Welfare wars: public service frontline absenteeism as collective resistance
Qualitative Research in Accounting & Management
ISSN: 1176-6093
Article publication date: 27 March 2009
Abstract
Purpose
The purpose of this paper is to develop a model to explain frontline employee absence as a form of concerted resistance in a public service welfare environment.
Design/methodology/approach
Conflicts over absenteeism can be interpreted as a mix of formal and informal struggles over the effort bargain.

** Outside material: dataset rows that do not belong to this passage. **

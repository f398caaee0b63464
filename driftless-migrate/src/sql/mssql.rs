//! SQL Server DDL.

use driftless_model::{ColumnDefinition, Dialect, EntityDefinition, PropertyDefinition, TableDefinition};

use super::{DdlGenerator, GeneratorOptions, alter_target, default_clause, display_name, key_list};
use crate::capability::ServerVersion;
use crate::error::MigrateResult;
use crate::script::{MigrationScript, Operation};

const DIALECT: Dialect = Dialect::SqlServer;

/// SQL Server DDL generator.
#[derive(Debug, Clone)]
pub struct MssqlGenerator {
    options: GeneratorOptions,
}

impl MssqlGenerator {
    /// Create a new generator.
    pub fn new(options: GeneratorOptions) -> Self {
        Self { options }
    }

    fn column_definition(&self, property: &PropertyDefinition, backfill: bool) -> String {
        let mut parts = vec![
            DIALECT.quote(&property.name),
            property.resolve_sql_type(DIALECT),
        ];

        if property.identity {
            parts.push("IDENTITY(1,1)".to_string());
        }
        parts.push(if property.is_nullable() { "NULL" } else { "NOT NULL" }.to_string());

        if let Some(default) = default_clause(DIALECT, property, backfill) {
            parts.push(default);
        }

        parts.join(" ")
    }

    fn pk_constraint(&self, table: &str) -> String {
        DIALECT.quote(&format!("PK_{}", table))
    }

    /// Schema-qualified name as a string literal, for catalog lookups.
    fn object_literal(schema: Option<&str>, table: &str) -> String {
        DIALECT.string_literal(&DIALECT.qualify(schema, table))
    }
}

impl DdlGenerator for MssqlGenerator {
    fn dialect(&self) -> Dialect {
        DIALECT
    }

    fn version(&self) -> Option<ServerVersion> {
        self.options.version
    }

    fn create_table(&self, entity: &EntityDefinition) -> MigrateResult<MigrationScript> {
        let key = entity.primary_key();
        let mut columns: Vec<String> = entity
            .properties
            .iter()
            .map(|p| self.column_definition(p, false))
            .collect();

        if !key.is_empty() {
            columns.push(format!(
                "CONSTRAINT {} PRIMARY KEY ({})",
                self.pk_constraint(&entity.table_name),
                key_list(DIALECT, &key)
            ));
        }

        let sql = format!(
            "CREATE TABLE {} (\n    {}\n)",
            DIALECT.qualify(entity.schema(), &entity.table_name),
            columns.join(",\n    ")
        );

        Ok(MigrationScript::new(
            &entity.table_name,
            Operation::CreateTable,
            sql,
            format!(
                "Create table {}",
                display_name(entity.schema(), &entity.table_name)
            ),
        ))
    }

    fn add_column(
        &self,
        entity: &EntityDefinition,
        property: &PropertyDefinition,
        key: Option<&[&PropertyDefinition]>,
    ) -> MigrateResult<MigrationScript> {
        let table = DIALECT.qualify(entity.schema(), &entity.table_name);
        let mut statements = vec![format!(
            "ALTER TABLE {} ADD {}",
            table,
            self.column_definition(property, true)
        )];
        if let Some(key) = key {
            statements.push(format!(
                "ALTER TABLE {} ADD CONSTRAINT {} PRIMARY KEY ({})",
                table,
                self.pk_constraint(&entity.table_name),
                key_list(DIALECT, key)
            ));
        }

        Ok(MigrationScript::from_statements(
            &entity.table_name,
            Operation::AddColumn,
            statements,
            format!(
                "Add column {}.{}",
                display_name(entity.schema(), &entity.table_name),
                property.name
            ),
        ))
    }

    fn alter_column(
        &self,
        entity: &EntityDefinition,
        property: &PropertyDefinition,
        column: &ColumnDefinition,
    ) -> MigrateResult<MigrationScript> {
        let target = alter_target(DIALECT, property, column);

        let sql = format!(
            "ALTER TABLE {} ALTER COLUMN {} {} {}",
            DIALECT.qualify(entity.schema(), &entity.table_name),
            DIALECT.quote(&column.name),
            target.type_sql,
            if target.not_null { "NOT NULL" } else { "NULL" }
        );

        Ok(MigrationScript::new(
            &entity.table_name,
            Operation::AlterColumn,
            sql,
            format!(
                "Alter column {}.{} ({} -> {}{})",
                display_name(entity.schema(), &entity.table_name),
                column.name,
                column.data_type,
                target.type_sql,
                if target.tightens { ", NOT NULL" } else { "" }
            ),
        ))
    }

    /// A column with a default constraint cannot be dropped until the
    /// constraint is, and its name is generated by the server.
    fn drop_column(
        &self,
        table: &TableDefinition,
        column: &ColumnDefinition,
    ) -> MigrateResult<MigrationScript> {
        let qualified = DIALECT.qualify(table.schema(), &table.name);
        let drop_default = format!(
            "DECLARE @df sysname;\n\
             SELECT @df = dc.name FROM sys.default_constraints dc \
             JOIN sys.columns c ON c.default_object_id = dc.object_id \
             WHERE dc.parent_object_id = OBJECT_ID({}) AND c.name = {};\n\
             IF @df IS NOT NULL EXEC(N'ALTER TABLE {} DROP CONSTRAINT [' + @df + N']')",
            Self::object_literal(table.schema(), &table.name),
            DIALECT.string_literal(&column.name),
            qualified.replace('\'', "''")
        );
        let drop = format!(
            "ALTER TABLE {} DROP COLUMN {}",
            qualified,
            DIALECT.quote(&column.name)
        );

        Ok(MigrationScript::from_statements(
            &table.name,
            Operation::DropColumn,
            vec![drop_default, drop],
            format!(
                "Drop column {}.{}",
                display_name(table.schema(), &table.name),
                column.name
            ),
        ))
    }

    fn drop_table(&self, table: &TableDefinition) -> MigrateResult<MigrationScript> {
        Ok(MigrationScript::new(
            &table.name,
            Operation::DropTable,
            format!("DROP TABLE {}", DIALECT.qualify(table.schema(), &table.name)),
            format!("Drop table {}", display_name(table.schema(), &table.name)),
        ))
    }
}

Centrelink workers' use of “unplanned leave” between 2005 and 2007 involved the quasi‐collective use of a formal entitlement in a form of misbehaviour that defied management control.
Findings
Whereas absenteeism is normally assumed to be a form of unorganised individual time‐theft, in this study it became a tacitly‐agreed form of collective resistance and a way of affirming collectively negotiated rights.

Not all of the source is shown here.